Below is a list of my blog entries that discuss developing parallel programs using CUDA. These are listed in the proper sequence so you can just click through them instead of having to search through the entire blog.

  1. Getting started with CUDA
  2. My first CUDA program!
  3. Threads and blocks and grids, oh my!
  4. Updating to CUDA 2.3
  5. CUDA Gets Easier!

I would be remiss if I didn’t also point you to the great series of articles written by Rob Farber and published in Dr.

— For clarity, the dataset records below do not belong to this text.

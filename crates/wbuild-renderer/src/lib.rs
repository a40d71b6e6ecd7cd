use std::collections::BTreeMap;
use std::fs;
use std::io;
use std::path::Path;

use once_cell::sync::Lazy;
use syntect::easy::HighlightLines;
use syntect::highlighting::{Theme as SyntectTheme, ThemeSet};
use syntect::html::{IncludeBackground, styled_line_to_highlighted_html};
use syntect::parsing::{SyntaxReference, SyntaxSet};
use syntect::util::LinesWithEndings;
use wbuild_core::ThemeMode;

const BASE_CSS: &str = include_str!("../assets/wbuild.css");
const BASE_JS: &str = include_str!("../assets/wbuild.js");

pub const CSS_FILE: &str = "wbuild.css";
pub const JS_FILE: &str = "wbuild.js";

static SYNTAX_SET: Lazy<SyntaxSet> = Lazy::new(SyntaxSet::load_defaults_newlines);
static THEME_SET: Lazy<ThemeSet> = Lazy::new(ThemeSet::load_defaults);

/// How the page pulls in its stylesheet and toggle script.
#[derive(Debug, Clone, Copy, PartialEq, Eq, Default)]
pub enum Assets {
    #[default]
    Inline,
    /// `<link>`/`<script src>` to the files written by
    /// [`Renderer::generate_files`], relative to the page.
    Linked,
}

/// Wraps emitted document HTML into a standalone page.
#[derive(Debug, Clone)]
pub struct Renderer {
    theme: ThemeMode,
    assets: Assets,
    custom_vars: BTreeMap<String, String>,
}

impl Renderer {
    pub fn new(theme: ThemeMode) -> Self {
        Self {
            theme,
            assets: Assets::Inline,
            custom_vars: BTreeMap::new(),
        }
    }

    pub fn theme(&self) -> ThemeMode {
        self.theme
    }

    pub fn with_assets(mut self, assets: Assets) -> Self {
        self.assets = assets;
        self
    }

    /// Overrides a theme variable in both modes, e.g. `--wb-accent`.
    pub fn with_var(mut self, key: impl Into<String>, value: impl Into<String>) -> Self {
        self.custom_vars.insert(key.into(), value.into());
        self
    }

    /// Theme variables for each `data-theme` value, followed by the base rules.
    pub fn stylesheet(&self) -> String {
        let (light, dark) = default_theme_vars();
        let mut out = String::new();
        out.push_str(&theme_block("[data-theme=\"light\"]", "light", &light));
        out.push_str(&theme_block("[data-theme=\"dark\"]", "dark", &dark));
        if !self.custom_vars.is_empty() {
            out.push_str(&vars_block(
                "[data-theme=\"light\"],\n[data-theme=\"dark\"]",
                &self.custom_vars,
            ));
        }
        out.push_str(BASE_CSS);
        out
    }

    /// Builds the full page: `body` first, then `footer` when given, then
    /// the theme button and its script. Both fragments are expected to be
    /// emitted by the core and are inserted unchanged.
    pub fn embed_html(&self, body: &str, footer: Option<&str>) -> String {
        let mut out = String::new();
        out.push_str("<!DOCTYPE html>\n");
        out.push_str("<html lang=\"en\">\n");
        out.push_str("<head>\n");
        out.push_str("  <meta charset=\"utf-8\" />\n");
        out.push_str(
            "  <meta name=\"viewport\" content=\"width=device-width, initial-scale=1\" />\n",
        );
        match self.assets {
            Assets::Inline => {
                out.push_str("  <style>\n");
                out.push_str(&self.stylesheet());
                out.push_str("  </style>\n");
            }
            Assets::Linked => {
                out.push_str(&format!(
                    "  <link rel=\"stylesheet\" href=\"{}\" />\n",
                    CSS_FILE
                ));
            }
        }
        out.push_str("</head>\n");
        out.push_str(&format!(
            "<body class=\"bg1\" data-theme=\"{}\">\n",
            self.theme
        ));
        push_block(&mut out, body);
        if let Some(footer) = footer {
            out.push_str(&format!("<footer data-theme=\"{}\">\n", self.theme));
            push_block(&mut out, footer);
            out.push_str("</footer>\n");
        }
        out.push_str(&theme_button(self.theme));
        match self.assets {
            Assets::Inline => {
                out.push_str("<script>\n");
                out.push_str(BASE_JS);
                out.push_str("</script>\n");
            }
            Assets::Linked => {
                out.push_str(&format!("<script src=\"{}\"></script>\n", JS_FILE));
            }
        }
        out.push_str("</body>\n");
        out.push_str("</html>\n");
        out
    }

    /// Writes the stylesheet and toggle script into `out_dir`.
    pub fn generate_files(&self, out_dir: &Path) -> io::Result<()> {
        fs::create_dir_all(out_dir)?;
        fs::write(out_dir.join(CSS_FILE), self.stylesheet())?;
        fs::write(out_dir.join(JS_FILE), BASE_JS)?;
        tracing::debug!(dir = %out_dir.display(), "wrote page assets");
        Ok(())
    }

    /// Colors every `<code class="language-X">` block whose language syntect
    /// knows. Other blocks are left as they are.
    pub fn highlight_html(&self, html: &str) -> String {
        match pick_theme(self.theme, &THEME_SET) {
            Some(theme) => highlight_blocks(html, &SYNTAX_SET, theme),
            None => html.to_string(),
        }
    }
}

impl Default for Renderer {
    fn default() -> Self {
        Self::new(ThemeMode::default())
    }
}

fn default_theme_vars() -> (BTreeMap<&'static str, &'static str>, BTreeMap<&'static str, &'static str>) {
    let light = BTreeMap::from([
        ("--wb-bg1", "#fbfbf8"),
        ("--wb-bg2", "#f1efe9"),
        ("--wb-bg3", "#e6e2d8"),
        ("--wb-fg", "#1f2328"),
        ("--wb-muted", "#5f6b76"),
        ("--wb-border", "#d8dee4"),
        ("--wb-accent", "#2b6cb0"),
        ("--wb-code-bg", "#f4f6f8"),
        ("--wb-code-fg", "#1f2328"),
    ]);

    let dark = BTreeMap::from([
        ("--wb-bg1", "#0e1116"),
        ("--wb-bg2", "#171c24"),
        ("--wb-bg3", "#202634"),
        ("--wb-fg", "#e6edf3"),
        ("--wb-muted", "#9aa4af"),
        ("--wb-border", "#2a313b"),
        ("--wb-accent", "#63b3ed"),
        ("--wb-code-bg", "#202634"),
        ("--wb-code-fg", "#f0f6fc"),
    ]);

    (light, dark)
}

fn theme_block<K, V>(selector: &str, scheme: &str, vars: &BTreeMap<K, V>) -> String
where
    K: AsRef<str>,
    V: AsRef<str>,
{
    let mut out = String::new();
    out.push_str(selector);
    out.push_str(" {\n");
    out.push_str(&format!("  color-scheme: {};\n", scheme));
    out.push_str(&format_vars(vars));
    out.push_str("}\n");
    out
}

fn vars_block<K, V>(selector: &str, vars: &BTreeMap<K, V>) -> String
where
    K: AsRef<str>,
    V: AsRef<str>,
{
    format!("{} {{\n{}}}\n", selector, format_vars(vars))
}

fn format_vars<K, V>(vars: &BTreeMap<K, V>) -> String
where
    K: AsRef<str>,
    V: AsRef<str>,
{
    let mut out = String::new();
    for (key, value) in vars {
        out.push_str("  ");
        out.push_str(key.as_ref());
        out.push_str(": ");
        out.push_str(value.as_ref());
        out.push_str(";\n");
    }
    out
}

fn push_block(out: &mut String, html: &str) {
    out.push_str(html);
    if !html.is_empty() && !html.ends_with('\n') {
        out.push('\n');
    }
}

/// The icon shows the mode a click switches to.
fn theme_button(theme: ThemeMode) -> String {
    let icon = match theme {
        ThemeMode::Light => "\u{263e}",
        ThemeMode::Dark => "\u{2600}",
    };
    format!(
        "<button class=\"theme-btn\" onclick=\"switchTheme()\" aria-label=\"Toggle theme\">\
         <span class=\"theme-icon\">{}</span></button>\n",
        icon
    )
}

fn pick_theme(theme: ThemeMode, theme_set: &ThemeSet) -> Option<&SyntectTheme> {
    let candidates = match theme {
        ThemeMode::Dark => ["base16-ocean.dark", "base16-eighties.dark", "base16-mocha.dark"],
        ThemeMode::Light => ["InspiredGitHub", "Solarized (light)", "base16-ocean.light"],
    };
    candidates
        .iter()
        .find_map(|name| theme_set.themes.get(*name))
        .or_else(|| theme_set.themes.values().next())
}

fn highlight_blocks(html: &str, syntax_set: &SyntaxSet, theme: &SyntectTheme) -> String {
    const OPEN: &str = "<code class=\"language-";
    const CLOSE: &str = "</code>";

    let mut out = String::with_capacity(html.len());
    let mut rest = html;
    let mut count = 0usize;

    while let Some(start) = rest.find(OPEN) {
        let after = &rest[start..];
        let Some(tag_end) = after.find('>') else {
            break;
        };
        let Some(close) = after[tag_end + 1..].find(CLOSE) else {
            break;
        };
        let close = tag_end + 1 + close;
        let tag = &after[..=tag_end];
        let inner = &after[tag_end + 1..close];

        out.push_str(&rest[..start]);
        out.push_str(tag);
        match extract_language(tag).and_then(|lang| syntax_set.find_syntax_by_token(lang)) {
            Some(syntax) => {
                out.push_str(&highlight_code(inner, syntax_set, syntax, theme));
                count += 1;
            }
            None => out.push_str(inner),
        }
        out.push_str(CLOSE);
        rest = &after[close + CLOSE.len()..];
    }

    out.push_str(rest);
    tracing::debug!(blocks = count, "highlighted code blocks");
    out
}

fn highlight_code(
    code_html: &str,
    syntax_set: &SyntaxSet,
    syntax: &SyntaxReference,
    theme: &SyntectTheme,
) -> String {
    let code = html_escape::decode_html_entities(code_html);
    let mut highlighter = HighlightLines::new(syntax, theme);
    let mut out = String::with_capacity(code_html.len() * 2);
    for line in LinesWithEndings::from(&*code) {
        let html = highlighter
            .highlight_line(line, syntax_set)
            .ok()
            .and_then(|ranges| styled_line_to_highlighted_html(&ranges, IncludeBackground::No).ok());
        match html {
            Some(html) => out.push_str(&strip_font_weight(&html)),
            None => out.push_str(&html_escape::encode_text(line)),
        }
    }
    out
}

fn extract_language(code_tag: &str) -> Option<&str> {
    let start = code_tag.find("class=\"")? + "class=\"".len();
    let end = code_tag[start..].find('"')?;
    code_tag[start..start + end]
        .split_whitespace()
        .find_map(|class| class.strip_prefix("language-"))
        .filter(|lang| !lang.is_empty())
}

/// Page typography owns the weight; syntect themes sometimes bold keywords.
fn strip_font_weight(html: &str) -> String {
    let mut out = String::with_capacity(html.len());
    let mut rest = html;
    while let Some(pos) = rest.find("font-weight:") {
        out.push_str(&rest[..pos]);
        let tail = &rest[pos + "font-weight:".len()..];
        match tail.find(';') {
            Some(end) => rest = &tail[end + 1..],
            None => {
                rest = "";
                break;
            }
        }
    }
    out.push_str(rest);
    out
}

Dobb’s Journal:

  1. CUDA, Supercomputing for the Masses: Part 1
  2. CUDA, Supercomputing for the Masses: Part 2
  3. CUDA, Supercomputing for the Masses: Part 3
  4. CUDA, Supercomputing for the Masses: Part 4
  5. CUDA, Supercomputing for the Masses: Part 5
  6. CUDA, Supercomputing for the Masses: Part 6
  7. CUDA, Supercomputing for the Masses: Part 7
  8. CUDA, Supercomputing for the Masses: Part 8
  9. CUDA, Supercomputing for the Masses: Part 9
  10. CUDA, Supercomputing for the Masses: Part 10
  11. CUDA, Supercomputing for the Masses: Part 11
  12. CUDA, Supercomputing for the Masses: Part 12
  13. CUDA, Supercomputing for the Masses: Part 13
  14. CUDA, Supercomputing for the Masses: Part 14
  15. CUDA, Supercomputing for the Masses: Part 15
  16. CUDA, Supercomputing for the Masses: Part 16
  17. CUDA, Supercomputing for the Masses: Part 17
  18. CUDA, Supercomputing for the Masses: Part 18

20 Responses to CUDA Tutorial

  1. Anir says:

    Very Informative tutorial, very helpful tips, thanks for sharing guys, its so helpful for a newbie like me.:)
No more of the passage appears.